Instalados en el pico mesetario de la epidemia, sumando los cadáveres de mil en mil y esperando que el descenso de presión en las urgencias se traduzca lo más pronto posible en una cifra diaria de fallecimientos más soportable, lo único que podemos hacer es enviar fuerzas a quienes se baten el cobre en primera línea y desear que quienes toman las decisiones, con los medios, los mimbres y los mecanismos que tenemos, porque otros no va a haber a corto plazo, se equivoquen lo menos posible.
Sin embargo, para después, para cuando esto empiece a ser más llevadero, vislumbremos la luz al final del túnel y podamos plantearnos un mañana sin el asedio acuciante del virus, urge que vayamos identificando una serie de tareas cruciales que bajo ningún concepto podemos permitirnos el lujo de eludir o aplazar. Hay unas cuantas que son tan obvias que casi provoca fatiga descender a enunciarlas: son todas las que tienen que ver con la carencia de medios críticos y reservas estratégicas que ante una epidemia como la que nos está golpeando, y que ya no es un riesgo hipotético, padece el conjunto del sistema sanitario.
La próxima vez que nos veamos en una de estas no pueden faltar mascarillas, equipos de protección o respiradores.

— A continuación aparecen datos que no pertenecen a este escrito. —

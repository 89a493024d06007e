//! Fetcher configuration

use crate::error::{JokeError, Result};
use reqwest::Url;
use std::time::Duration;

pub const DEFAULT_BASE_URL: &str = "https://icanhazdadjoke.com/";
pub const USER_AGENT: &str = "Dadjoke CLI Tool (github.com/KennethSC/dadjoke)";
pub const ACCEPT_JSON: &str = "application/json";
pub const DEFAULT_TIMEOUT_SECS: u64 = 30;

/// Where and how the fetcher talks to the API
#[derive(Debug, Clone, PartialEq, Eq)]
pub struct FetcherConfig {
    pub base_url: String,
    pub user_agent: String,
    /// Whole-request timeout; `None` disables it
    pub timeout: Option<Duration>,
}

impl Default for FetcherConfig {
    fn default() -> Self {
        Self {
            base_url: DEFAULT_BASE_URL.to_string(),
            user_agent: USER_AGENT.to_string(),
            timeout: Some(Duration::from_secs(DEFAULT_TIMEOUT_SECS)),
        }
    }
}

impl FetcherConfig {
    pub fn with_base_url(mut self, base_url: impl Into<String>) -> Self {
        self.base_url = base_url.into();
        self
    }

    pub fn with_timeout(mut self, timeout: Option<Duration>) -> Self {
        self.timeout = timeout;
        self
    }

    /// Resolve `path` against the base URL.
    ///
    /// The base is treated as a directory, so `http://host/api` joined with
    /// `search` gives `http://host/api/search`.
    pub fn endpoint(&self, path: &str) -> Result<Url> {
        let mut base = self.base_url.clone();
        if !base.ends_with('/') {
            base.push('/');
        }

        let base = Url::parse(&base).map_err(|e| {
            JokeError::RequestConstruction(format!("invalid base URL '{}': {}", self.base_url, e))
        })?;

        base.join(path)
            .map_err(|e| JokeError::RequestConstruction(format!("invalid path '{}': {}", path, e)))
    }
}

#[cfg(test)]
mod tests {
    use super::*;

    #[test]
    fn test_default_points_at_icanhazdadjoke() {
        let config = FetcherConfig::default();
        assert_eq!(config.endpoint("").unwrap().as_str(), "https://icanhazdadjoke.com/");
        assert_eq!(
            config.endpoint("search").unwrap().as_str(),
            "https://icanhazdadjoke.com/search"
        );
        assert_eq!(config.timeout, Some(Duration::from_secs(30)));
    }

    #[test]
    fn test_base_without_trailing_slash_keeps_prefix() {
        let config = FetcherConfig::default().with_base_url("http://127.0.0.1:8080/api");
        assert_eq!(
            config.endpoint("search").unwrap().as_str(),
            "http://127.0.0.1:8080/api/search"
        );
    }

    #[test]
    fn test_invalid_base_url() {
        let config = FetcherConfig::default().with_base_url("not a url");
        let err = config.endpoint("").unwrap_err();
        assert!(matches!(err, JokeError::RequestConstruction(_)));
    }
}
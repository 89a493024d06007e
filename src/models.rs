//! Wire types for the icanhazdadjoke API

use crate::error::{DecodeStage, JokeError, Result};
use serde::Deserialize;
use serde_json::value::RawValue;

/// A single joke
#[derive(Debug, Clone, PartialEq, Eq, Deserialize)]
pub struct Joke {
    #[serde(default)]
    pub id: String,
    #[serde(rename = "joke")]
    pub text: String,
    /// HTTP status echoed in the body; absent on search results
    #[serde(default)]
    pub status: i64,
}

/// Outer object returned by `/search`.
///
/// `results` is kept raw and decoded in a second pass.
#[derive(Debug, Deserialize)]
pub struct SearchEnvelope {
    pub results: Box<RawValue>,
    #[serde(default)]
    pub search_term: String,
    #[serde(default)]
    pub status: i64,
    pub total_jokes: i64,
}

/// Decoded term search
#[derive(Debug, Clone, PartialEq, Eq)]
pub struct SearchResult {
    pub total_count: i64,
    pub search_term: String,
    pub status: i64,
    /// Same order as the API response
    pub jokes: Vec<Joke>,
}

impl SearchResult {
    pub fn is_empty(&self) -> bool {
        self.total_count <= 0 || self.jokes.is_empty()
    }
}

pub fn decode_joke(body: &[u8]) -> Result<Joke> {
    serde_json::from_slice(body).map_err(|e| JokeError::decode(DecodeStage::Joke, e))
}

pub fn decode_envelope(body: &[u8]) -> Result<SearchEnvelope> {
    serde_json::from_slice(body).map_err(|e| JokeError::decode(DecodeStage::Envelope, e))
}

pub fn decode_results(raw: &RawValue) -> Result<Vec<Joke>> {
    serde_json::from_str(raw.get()).map_err(|e| JokeError::decode(DecodeStage::Results, e))
}

/// Decode a search response: envelope first, then the nested results.
pub fn decode_search(body: &[u8]) -> Result<SearchResult> {
    let envelope = decode_envelope(body)?;
    let mut jokes = decode_results(&envelope.results)?;

    if envelope.total_jokes <= 0 {
        jokes.clear();
    }

    Ok(SearchResult {
        total_count: envelope.total_jokes,
        search_term: envelope.search_term,
        status: envelope.status,
        jokes,
    })
}
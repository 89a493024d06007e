//! Command implementations for the dadjoke CLI

pub mod random;

use crate::cli::Commands;
use crate::client::JokeSource;
use anyhow::Result;
use rand::RngCore;
use std::io::Write;

pub fn handle_command(
    cmd: Commands,
    source: &dyn JokeSource,
    rng: &mut dyn RngCore,
    out: &mut dyn Write,
) -> Result<()> {
    match cmd {
        Commands::Random { term } => random::run(source, &term, rng, out),
    }
}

Si faltaren, a quienes resulten responsables de ello por acción u omisión sólo puede corresponderles la cárcel, y con una condena severa.

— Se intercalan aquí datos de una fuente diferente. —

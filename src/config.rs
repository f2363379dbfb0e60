//! Tunable parameters for the rotation engine and cube assembly.
//!
//! Loaded from TOML. Every field has a default, so an empty file is a valid
//! configuration.

use std::path::Path;
use std::time::Duration;

use glam::Vec3;
use serde::{Deserialize, Serialize};

use crate::scene::LayerMask;
use crate::tween::Easing;

/// Longest accepted snap duration for a 45 degree remainder, in seconds.
pub const MAX_SNAP_BASE_SECS: f32 = 60.0;

/// Errors from loading or validating a configuration.
#[derive(thiserror::Error, Debug)]
pub enum ConfigError {
    #[error("error reading config file: {0}")]
    Io(#[from] std::io::Error),
    #[error("error parsing config file: {0}")]
    Parse(#[from] toml::de::Error),
    #[error("invalid value for `{field}`: {reason}")]
    Invalid { field: &'static str, reason: String },
}

/// Physical layout of the cube.
#[derive(Serialize, Deserialize, Debug, Clone, PartialEq)]
#[serde(default)]
pub struct CubeConfig {
    /// Distance between the centers of neighboring pieces.
    pub spacing: f32,
    /// Edge length of each piece's collider (slightly less than `spacing`
    /// for visible gaps).
    pub piece_size: f32,
}

impl Default for CubeConfig {
    fn default() -> Self {
        Self {
            spacing: 1.0,
            piece_size: 0.9,
        }
    }
}

/// Parameters of the gesture rotation engine.
#[derive(Serialize, Deserialize, Debug, Clone, PartialEq)]
#[serde(default)]
pub struct RotatorConfig {
    /// Collision layers that hold puzzle pieces.
    pub piece_layers: u32,
    /// Duration of the snap correction for a 45 degree remainder, in seconds.
    pub snap_base_duration_secs: f32,
    /// Easing curve of the snap correction.
    pub easing: Easing,
    /// Angle applied on every drag-update frame, in degrees.
    pub rotation_step_degrees: f32,
    /// Half-extents of the query box selecting a horizontal layer.
    pub horizontal_half_extents: [f32; 3],
    /// Half-extents of the query box selecting a vertical layer.
    pub vertical_half_extents: [f32; 3],
    pub cube: CubeConfig,
}

impl Default for RotatorConfig {
    fn default() -> Self {
        Self {
            piece_layers: LayerMask::layer(6).0,
            snap_base_duration_secs: 0.15,
            easing: Easing::default(),
            rotation_step_degrees: 1.0,
            horizontal_half_extents: [2.0, 0.25, 2.0],
            vertical_half_extents: [0.25, 2.0, 2.0],
            cube: CubeConfig::default(),
        }
    }
}

impl RotatorConfig {
    /// Reads and validates a configuration file.
    pub fn load(path: impl AsRef<Path>) -> Result<Self, ConfigError> {
        let text = std::fs::read_to_string(path)?;
        Self::from_toml_str(&text)
    }

    /// Parses and validates a configuration.
    pub fn from_toml_str(text: &str) -> Result<Self, ConfigError> {
        let config: Self = toml::from_str(text)?;
        config.validate()?;
        Ok(config)
    }

    /// Serializes the configuration as TOML.
    pub fn to_toml_string(&self) -> String {
        // plain structs of numbers and enums always serialize
        toml::to_string_pretty(self).unwrap_or_default()
    }

    /// Checks that every value is usable.
    pub fn validate(&self) -> Result<(), ConfigError> {
        fn invalid(field: &'static str, reason: impl Into<String>) -> ConfigError {
            ConfigError::Invalid {
                field,
                reason: reason.into(),
            }
        }

        if self.piece_layers == 0 {
            return Err(invalid("piece_layers", "mask selects no layer"));
        }
        if !(0.0..=MAX_SNAP_BASE_SECS).contains(&self.snap_base_duration_secs) {
            return Err(invalid(
                "snap_base_duration_secs",
                format!(
                    "expected a number in [0, {MAX_SNAP_BASE_SECS}], got {}",
                    self.snap_base_duration_secs
                ),
            ));
        }
        if !self.rotation_step_degrees.is_finite() || self.rotation_step_degrees <= 0.0 {
            return Err(invalid(
                "rotation_step_degrees",
                format!("expected a positive number, got {}", self.rotation_step_degrees),
            ));
        }
        if !self.cube.spacing.is_finite() || self.cube.spacing <= 0.0 {
            return Err(invalid("cube.spacing", format!("got {}", self.cube.spacing)));
        }
        if !self.cube.piece_size.is_finite()
            || self.cube.piece_size <= 0.0
            || self.cube.piece_size > self.cube.spacing
        {
            return Err(invalid(
                "cube.piece_size",
                format!("expected a number in (0, spacing], got {}", self.cube.piece_size),
            ));
        }

        // From a face anchor the box must reach the far layer along both long
        // axes and stay clear of the neighboring layers along the thin one.
        let reach = 2.0 * self.cube.spacing - self.cube.piece_size / 2.0;
        let clearance = self.cube.spacing - self.cube.piece_size / 2.0;
        for (field, extents, thin_axis) in [
            ("horizontal_half_extents", self.horizontal_half_extents, 1),
            ("vertical_half_extents", self.vertical_half_extents, 0),
        ] {
            for (axis, &extent) in extents.iter().enumerate() {
                let usable = if axis == thin_axis {
                    extent > 0.0 && extent < clearance
                } else {
                    extent > reach && extent.is_finite()
                };
                if !usable {
                    return Err(invalid(
                        field,
                        format!(
                            "got {extents:?}; the thin axis must be in (0, {clearance}) \
                             and the others above {reach} for spacing {}",
                            self.cube.spacing
                        ),
                    ));
                }
            }
        }
        Ok(())
    }

    pub fn piece_mask(&self) -> LayerMask {
        LayerMask(self.piece_layers)
    }

    /// Snap duration for a 45 degree remainder. Values outside the accepted
    /// range are clamped into it.
    pub fn snap_base_duration(&self) -> Duration {
        let secs = self.snap_base_duration_secs.clamp(0.0, MAX_SNAP_BASE_SECS);
        Duration::try_from_secs_f32(secs).unwrap_or_default()
    }

    pub fn horizontal_half_extents(&self) -> Vec3 {
        Vec3::from_array(self.horizontal_half_extents)
    }

    pub fn vertical_half_extents(&self) -> Vec3 {
        Vec3::from_array(self.vertical_half_extents)
    }
}

#[cfg(test)]
mod tests {
    use super::*;

    #[test]
    fn test_empty_file_gives_defaults() {
        let config = RotatorConfig::from_toml_str("").unwrap();
        assert_eq!(config, RotatorConfig::default());
    }

    #[test]
    fn test_defaults_roundtrip_through_toml() {
        let config = RotatorConfig {
            easing: Easing::Overshoot,
            rotation_step_degrees: 2.5,
            ..Default::default()
        };
        let text = config.to_toml_string();
        assert!(text.contains("easing = \"overshoot\""), "{text}");
        assert_eq!(RotatorConfig::from_toml_str(&text).unwrap(), config);
    }

    #[test]
    fn test_partial_file() {
        let config = RotatorConfig::from_toml_str(
            r#"
            snap_base_duration_secs = 0.3
            easing = "critically_damped"

            horizontal_half_extents = [4.0, 0.5, 4.0]
            vertical_half_extents = [0.5, 4.0, 4.0]

            [cube]
            spacing = 2.0
            "#,
        )
        .unwrap();

        assert_eq!(config.snap_base_duration(), Duration::from_secs_f32(0.3));
        assert_eq!(config.easing, Easing::CriticallyDamped);
        assert_eq!(config.cube.spacing, 2.0);
        assert_eq!(config.cube.piece_size, CubeConfig::default().piece_size);
        assert_eq!(config.horizontal_half_extents(), Vec3::new(4.0, 0.5, 4.0));
    }

    #[test]
    fn test_invalid_values_are_rejected() {
        for (text, field) in [
            ("rotation_step_degrees = 0.0", "rotation_step_degrees"),
            ("snap_base_duration_secs = -1.0", "snap_base_duration_secs"),
            ("snap_base_duration_secs = 1e20", "snap_base_duration_secs"),
            ("snap_base_duration_secs = 61.0", "snap_base_duration_secs"),
            ("snap_base_duration_secs = nan", "snap_base_duration_secs"),
            ("piece_layers = 0", "piece_layers"),
            ("vertical_half_extents = [0.25, 0.0, 2.0]", "vertical_half_extents"),
            ("[cube]\npiece_size = 1.5", "cube.piece_size"),
            // default extents no longer reach the far layer
            ("[cube]\nspacing = 2.0", "horizontal_half_extents"),
            ("horizontal_half_extents = [2.0, 0.6, 2.0]", "horizontal_half_extents"),
            ("horizontal_half_extents = [1.5, 0.25, 2.0]", "horizontal_half_extents"),
            ("vertical_half_extents = [0.25, 1.5, 2.0]", "vertical_half_extents"),
            ("vertical_half_extents = [0.25, 2.0, inf]", "vertical_half_extents"),
        ] {
            match RotatorConfig::from_toml_str(text) {
                Err(ConfigError::Invalid { field: f, .. }) => assert_eq!(f, field, "{text}"),
                other => panic!("expected {field} to be rejected, got {other:?}"),
            }
        }
    }

    #[test]
    fn test_snap_base_duration_is_clamped() {
        let mut config = RotatorConfig {
            snap_base_duration_secs: 1e20,
            ..Default::default()
        };
        assert_eq!(config.snap_base_duration(), Duration::from_secs(60));

        config.snap_base_duration_secs = f32::NAN;
        assert_eq!(config.snap_base_duration(), Duration::ZERO);
        config.snap_base_duration_secs = -2.0;
        assert_eq!(config.snap_base_duration(), Duration::ZERO);
    }

    #[test]
    fn test_unknown_easing_is_a_parse_error() {
        assert!(matches!(
            RotatorConfig::from_toml_str("easing = \"wobbly\""),
            Err(ConfigError::Parse(_))
        ));
    }
}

En una perspectiva más general, y a pesar de la apariencia de coordinación de los primeros momentos del estado de alarma, con ese mando único asumido por el Estado y esas conferencias de presidentes virtuales en las que al fin estaban todos, el paso de los días, con la consiguiente acumulación de ineficiencias, disfunciones y hasta despropósitos, acredita que el sistema no responde como debería para garantizar bienes tan elementales como la salud, la vida y la seguridad de los ciudadanos.
Que el montaje de un hospital de campaña, la desinfección de una residencia de ancianos o un centro de salud —acciones todas ellas con repercusión en la protección de las personas— estén al albur de que lo autorice una autoridad autonómica que puede no ser leal al Estado, incluso cuando el alcalde del lugar así lo aprecia y requiere, es sencillamente inadmisible. Como no lo es menos que a enfermos vulnerables y en riesgo de muerte se les deniegue incluso el traslado al hospital por falta de camas de UCI en su comunidad autónoma, mientras en otras regiones hay recursos ociosos y utilizables, y existe disponibilidad de medios para llevar a cabo los traslados que tampoco se movilizan.
Situaciones como estas demuestran que nuestro sistema puede llegar al absurdo de anteponer los territorios, delimitados en el mejor de los casos por una mera convención histórica, a la preservación de vidas humanas. Viene a ser la prueba del nueve de hasta qué punto hemos confundido las prioridades, por ceder a las presiones irrazonables de quienes no quieren construir ni preservar el edificio común. No puede consentirse que algo así vuelva a suceder, ni puede dejarse a la inventiva del gobierno de turno, en un decreto de alarma, la manera en la que los servicios públicos vitales se coordinarán en caso de crisis. Si volvemos a vernos en una de estas, lo primero es garantizar que todos los recursos del Estado se aplican a la finalidad principal.
Es triste prever y temer que la tarea, como tantas otras, quedará pendiente. Y más triste aún comprender por qué.